Le Hrvatski Sabor, parlement croate, est monocaméral depuis 2001, année de la suppression de la Chambre des comitats. Il compte environ 150 députés. Leur nombre varie en effet selon les législatures ; il ne peut cependant être inférieur à 100 ou supérieur à 160. Les députés sont élus tous les 4 ans au scrutin proportionnel au sein de 10 circonscriptions, chacune d'entre elles élisant 14 personnes. Une onzième circonscription rassemble les Croates vivant à l'étranger (et qui possèdent une résidence dans le pays), qui désigne 3 députés. Une douzième circonscription recouvre l'ensemble du pays et désigne les 8 députés représentant les 22 minorités nationales reconnues par le gouvernement : 3 sièges pour les Serbes, 1 pour les Italiens, 1 pour les Hongrois, 1 pour les Tchèques et les Slovaques, 1 pour les Albanais, les Bosniens, les Macédoniens, les Monténégrins et les Slovènes et 1 pour les Autrichiens, les Bulgares, les Allemands, les Juifs, les Polonais, les Roms, les Roumains, les Russes, les Ruthènes, les Ukrainiens et les Valaques.

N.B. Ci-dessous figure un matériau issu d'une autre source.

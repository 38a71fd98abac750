//! Recovery of insertion offsets by scanning raw source text.
//!
//! Node spans do not always point at an insertion-worthy character: a loop
//! body's span starts after the header's closing parenthesis, and the
//! `else` keyword is not a node at all. The resolver scans the text from a
//! known anchor for a delimiter character and returns the offset just past
//! it. Bytes inside comments are never matched.

use std::fmt;
use std::ops::Range;

use crate::error::SpanError;

/// Scan direction from the anchor.
#[derive(Debug, Clone, Copy, PartialEq, Eq, Hash)]
pub enum Direction {
    /// Towards the start of the text.
    Backward,
    /// Towards the end of the text.
    Forward,
}

impl fmt::Display for Direction {
    fn fmt(&self, f: &mut fmt::Formatter<'_>) -> fmt::Result {
        f.write_str(match self {
            Self::Backward => "backward",
            Self::Forward => "forward",
        })
    }
}

/// Scans one file's text within fixed bounds.
///
/// The bounds are the byte range of the enclosing function; no scan reads
/// outside them.
#[derive(Debug, Clone)]
pub struct SpanResolver<'t> {
    text: &'t str,
    bounds: Range<usize>,
    comments: &'t [Range<usize>],
}

impl<'t> SpanResolver<'t> {
    /// Creates a resolver over `text`, restricted to `bounds`.
    ///
    /// Bounds reaching past the end of the text are clamped to it.
    #[must_use]
    pub fn new(text: &'t str, bounds: Range<usize>) -> Self {
        let end = bounds.end.min(text.len());
        let start = bounds.start.min(end);
        Self {
            text,
            bounds: start..end,
            comments: &[],
        }
    }

    /// Excludes `comments`, sorted by start, from matching.
    #[must_use]
    pub const fn with_comments(mut self, comments: &'t [Range<usize>]) -> Self {
        self.comments = comments;
        self
    }

    /// Returns the text being scanned.
    #[must_use]
    pub const fn text(&self) -> &'t str {
        self.text
    }

    /// Finds `target` starting with the byte just before `anchor` and moving
    /// in `direction`, returning the offset immediately after the match.
    ///
    /// # Errors
    ///
    /// Returns [`SpanError::AnchorOutOfBounds`] when `anchor` lies outside
    /// the resolver's bounds, [`SpanError::NonAsciiTarget`] for multi-byte
    /// targets, and [`SpanError::TargetNotFound`] when the bounds are
    /// exhausted without a match.
    pub fn resolve(
        &self,
        anchor: usize,
        target: char,
        direction: Direction,
    ) -> Result<usize, SpanError> {
        let Range { start, end } = self.bounds;
        if anchor < start || anchor > end {
            return Err(SpanError::AnchorOutOfBounds { anchor, start, end });
        }
        if !target.is_ascii() {
            return Err(SpanError::NonAsciiTarget { target });
        }
        let needle = u8::try_from(target).map_err(|_| SpanError::NonAsciiTarget { target })?;
        let bytes = self.text.as_bytes();
        let first = anchor.saturating_sub(1).max(start);

        let matches =
            |index: &usize| bytes.get(*index) == Some(&needle) && !self.in_comment(*index);
        let found = match direction {
            Direction::Backward => (start..anchor).rev().find(matches),
            Direction::Forward => (first..end).find(matches),
        };

        found
            .map(|index| index.saturating_add(1))
            .ok_or(SpanError::TargetNotFound {
                target,
                anchor,
                direction,
            })
    }

    fn in_comment(&self, index: usize) -> bool {
        let candidate = self.comments.partition_point(|range| range.end <= index);
        self.comments
            .get(candidate)
            .is_some_and(|range| range.contains(&index))
    }
}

La nationalité des électeurs des minorités nationales est enregistrée à leur naissance sur déclaration de leurs parents mais elle peut être modifiée par la suite, et ce jusque deux semaines avant les élections législatives. Les électeurs des minorités choisissent à leur entrée dans leur bureau de vote de prendre part au scrutin en tant que membres de leur minorité et, par conséquent, de voter dans la douzième circonscription, ou bien de se prononcer pour les candidats de la circonscription à laquelle est rattaché leur bureau de vote.

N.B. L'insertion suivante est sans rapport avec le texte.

//! Stable per-function identifiers.
//!
//! C++ functions are named with an Itanium-style mangling so that overloads
//! map to distinct identifiers. Substitution compression (`S_`, `St`) is not
//! performed: the result is deterministic and distinct per signature, which
//! is all an output key needs, but it is not guaranteed to match the symbol
//! a compiler emits.

use std::fmt::Write as _;

use crate::language::SupportedLanguage;
use crate::types::{TemplateArg, TypeRepr};
use crate::unit::{FunctionDecl, FunctionRole, Linkage, ScopeKind, ScopeSegment};

/// Produces stable identifiers for the functions of one translation unit.
#[derive(Debug, Clone, Copy)]
pub struct NameMangler {
    language: SupportedLanguage,
}

impl NameMangler {
    /// Creates a mangler for a unit of the given language.
    #[must_use]
    pub const fn new(language: SupportedLanguage) -> Self {
        Self { language }
    }

    /// Returns whether `function` has a mangled identifier.
    ///
    /// C functions, `main`, and functions with C language linkage keep their
    /// plain name.
    #[must_use]
    pub fn should_mangle(&self, function: &FunctionDecl) -> bool {
        if !self.language.is_cpp() || function.linkage() == Linkage::C {
            return false;
        }
        !(function.name() == "main" && function.scope().is_empty())
    }

    /// Returns the Itanium-style mangled name of `function`.
    #[must_use]
    pub fn mangle(&self, function: &FunctionDecl) -> String {
        let mut out = String::from("_Z");
        let signature = function.signature();
        let nested = !function.scope().is_empty() || signature.is_const;

        if nested {
            out.push('N');
            if signature.is_const {
                out.push('K');
            }
            for segment in function.scope() {
                push_scope_segment(&mut out, segment);
            }
        }
        push_unqualified_name(&mut out, function);
        if !signature.template_args.is_empty() {
            push_template_args(&mut out, &signature.template_args);
        }
        if nested {
            out.push('E');
        }
        push_parameters(&mut out, &signature.params, signature.variadic);
        out
    }

    /// Returns the identifier used to key `function`'s output.
    #[must_use]
    pub fn stable_name(&self, function: &FunctionDecl) -> String {
        if self.should_mangle(function) {
            self.mangle(function)
        } else {
            function.name().to_owned()
        }
    }
}

fn push_source_name(out: &mut String, name: &str) {
    let _ = write!(out, "{}{name}", name.len());
}

fn push_scope_segment(out: &mut String, segment: &ScopeSegment) {
    match (segment.name.is_empty(), segment.kind) {
        (true, ScopeKind::Namespace) => push_source_name(out, "_GLOBAL__N_1"),
        (true, _) => out.push_str("Ut_"),
        (false, _) => push_source_name(out, &segment.name),
    }
    if !segment.template_args.is_empty() {
        push_template_args(out, &segment.template_args);
    }
}

fn push_unqualified_name(out: &mut String, function: &FunctionDecl) {
    match function.role() {
        FunctionRole::Plain => push_source_name(out, function.name()),
        FunctionRole::Constructor => out.push_str("C1"),
        FunctionRole::Destructor => out.push_str("D1"),
        FunctionRole::Operator(symbol) => {
            let arity = function
                .signature()
                .params
                .len()
                .saturating_add(usize::from(function.is_member()));
            push_operator(out, symbol, arity);
        }
        FunctionRole::Conversion(target) => {
            out.push_str("cv");
            push_type(out, target);
        }
    }
}

fn push_operator(out: &mut String, symbol: &str, arity: usize) {
    if let Some(suffix) = symbol.strip_prefix("\"\"") {
        out.push_str("li");
        push_source_name(out, suffix);
        return;
    }
    let unary = arity == 1;
    let code = match symbol {
        "new" => "nw",
        "new[]" => "na",
        "delete" => "dl",
        "delete[]" => "da",
        "+" if unary => "ps",
        "-" if unary => "ng",
        "&" if unary => "ad",
        "*" if unary => "de",
        "~" => "co",
        "+" => "pl",
        "-" => "mi",
        "*" => "ml",
        "/" => "dv",
        "%" => "rm",
        "&" => "an",
        "|" => "or",
        "^" => "eo",
        "=" => "aS",
        "+=" => "pL",
        "-=" => "mI",
        "*=" => "mL",
        "/=" => "dV",
        "%=" => "rM",
        "&=" => "aN",
        "|=" => "oR",
        "^=" => "eO",
        "<<" => "ls",
        ">>" => "rs",
        "<<=" => "lS",
        ">>=" => "rS",
        "==" => "eq",
        "!=" => "ne",
        "<" => "lt",
        ">" => "gt",
        "<=" => "le",
        ">=" => "ge",
        "<=>" => "ss",
        "!" => "nt",
        "&&" => "aa",
        "||" => "oo",
        "++" => "pp",
        "--" => "mm",
        "," => "cm",
        "->*" => "pm",
        "->" => "pt",
        "()" => "cl",
        "[]" => "ix",
        "co_await" => "aw",
        other => {
            // Vendor extended operator: keeps unknown spellings distinct.
            out.push_str("v0");
            push_source_name(out, other);
            return;
        }
    };
    out.push_str(code);
}

fn push_parameters(out: &mut String, params: &[TypeRepr], variadic: bool) {
    if params.is_empty() && !variadic {
        out.push('v');
        return;
    }
    for param in params {
        push_type(out, param);
    }
    if variadic {
        out.push('z');
    }
}

fn push_template_args(out: &mut String, args: &[TemplateArg]) {
    out.push('I');
    for arg in args {
        match arg {
            TemplateArg::Type(ty) => push_type(out, ty),
            TemplateArg::Value(value) => push_template_value(out, value),
        }
    }
    out.push('E');
}

fn push_template_value(out: &mut String, value: &str) {
    let digits = value.strip_prefix('-').unwrap_or(value);
    if !digits.is_empty() && digits.bytes().all(|b| b.is_ascii_digit()) {
        let sign = if digits.len() == value.len() { "" } else { "n" };
        let _ = write!(out, "Li{sign}{digits}E");
        return;
    }
    match value {
        "true" => out.push_str("Lb1E"),
        "false" => out.push_str("Lb0E"),
        other => {
            out.push('X');
            push_source_name(out, other);
            out.push('E');
        }
    }
}

fn push_type(out: &mut String, ty: &TypeRepr) {
    match ty {
        TypeRepr::Builtin(builtin) => out.push_str(builtin.code()),
        TypeRepr::Named { path, args } => {
            let nested = path.len() > 1;
            if nested {
                out.push('N');
            }
            for segment in path {
                push_source_name(out, segment);
            }
            if !args.is_empty() {
                push_template_args(out, args);
            }
            if nested {
                out.push('E');
            }
        }
        TypeRepr::Pointer(inner) => {
            out.push('P');
            push_type(out, inner);
        }
        TypeRepr::LValueRef(inner) => {
            out.push('R');
            push_type(out, inner);
        }
        TypeRepr::RValueRef(inner) => {
            out.push('O');
            push_type(out, inner);
        }
        TypeRepr::Qualified { qualifiers, inner } => {
            if qualifiers.is_volatile {
                out.push('V');
            }
            if qualifiers.is_const {
                out.push('K');
            }
            push_type(out, inner);
        }
        TypeRepr::Function {
            ret,
            params,
            variadic,
        } => {
            out.push('F');
            push_type(out, ret);
            push_parameters(out, params, *variadic);
            out.push('E');
        }
    }
}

Un parti politique doit recueillir au minimum 5% des suffrages pour être représenté au parlement. La distribution des sièges se fait selon la méthode d'Hondt. Les députés sont désignés au scrutin proportionnel plurinominal sur des listes semi-bloquées. Les électeurs peuvent effectuer une forme limitée de vote préférentiel pour un candidat figurant sur la liste pour laquelle ils votent. Cette mesure, introduite en 2015, permet aux candidats ayant recueilli plus de 10% du total des suffrages attribués à leur parti dans leur circonscription d'être placés en tête de liste et de se voir attribuer un siège en priorité dans le cas où leur parti en obtient. Toute liste électorale doit compter un minimum de 40% de femmes parmi ses candidats. Pour être autorisées à participer au scrutin, les listes indépendantes doivent recueillir la signature d'au moins 500 électeurs et les listes représentant les minorités nationales d'un minimum de 100.

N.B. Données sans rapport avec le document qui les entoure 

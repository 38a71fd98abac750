//! Command-line argument definitions shared by both tools.

use camino::Utf8PathBuf;
use clap::Parser;

use tprof_config::ConfigOverrides;

/// Which instrumentation tool is running.
#[derive(Debug, Clone, Copy, PartialEq, Eq)]
pub enum Tool {
    /// Wraps single-statement loop and branch bodies in braces.
    BraceGuard,
    /// Writes per-function loop and call-site records.
    StructLocator,
}

impl Tool {
    /// The binary name.
    #[must_use]
    pub const fn name(self) -> &'static str {
        match self {
            Self::BraceGuard => "brace-guard",
            Self::StructLocator => "struct-locator",
        }
    }

    /// One-line description shown in `--help`.
    #[must_use]
    pub const fn about(self) -> &'static str {
        match self {
            Self::BraceGuard => {
                "Guards single-statement loop and branch bodies with braces, writing \
                 <file>_tprof_subs.<ext> next to each source"
            }
            Self::StructLocator => {
                "Writes one <identifier>.cst record of loop ranges and call sites per \
                 function into $TPROF_WORKSPACE"
            }
        }
    }
}

/// Arguments accepted by both tools.
#[derive(Parser, Debug, Clone, PartialEq, Eq)]
pub(crate) struct Cli {
    /// Directory containing `compile_commands.json`.
    #[arg(short = 'p', value_name = "BUILD_PATH")]
    pub(crate) build_path: Option<Utf8PathBuf>,
    /// Additional argument appended to each compile command.
    #[arg(long = "extra-arg", value_name = "ARG", allow_hyphen_values = true)]
    pub(crate) extra_args: Vec<String>,
    /// Additional argument prepended to each compile command.
    #[arg(
        long = "extra-arg-before",
        value_name = "ARG",
        allow_hyphen_values = true
    )]
    pub(crate) extra_args_before: Vec<String>,
    /// Configuration flags forwarded to the loader.
    #[command(flatten)]
    pub(crate) config: ConfigOverrides,
    /// Source files to process.
    #[arg(value_name = "SOURCE", required = true)]
    pub(crate) sources: Vec<Utf8PathBuf>,
    /// Compile command used for every source instead of a compilation
    /// database.
    #[arg(last = true, value_name = "COMPILER_ARG")]
    pub(crate) compiler_args: Vec<String>,
}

Les Croates élisent également tous les 5 ans leur président de la République au suffrage universel direct. Le 5 janvier 2020, Zoran Milanovic (SDP) s'est imposé avec 52,66% suffrages devant la cheffe de l'Etat sortante, l’indépendante Kolinda Grabar-Kitarovic, qui était soutenue par l’Union démocratique (47,34% des voix). Un peu plus de la moitié des Croates (54,99%) s’étaient rendus aux urnes pour ce 2e tour de scrutin.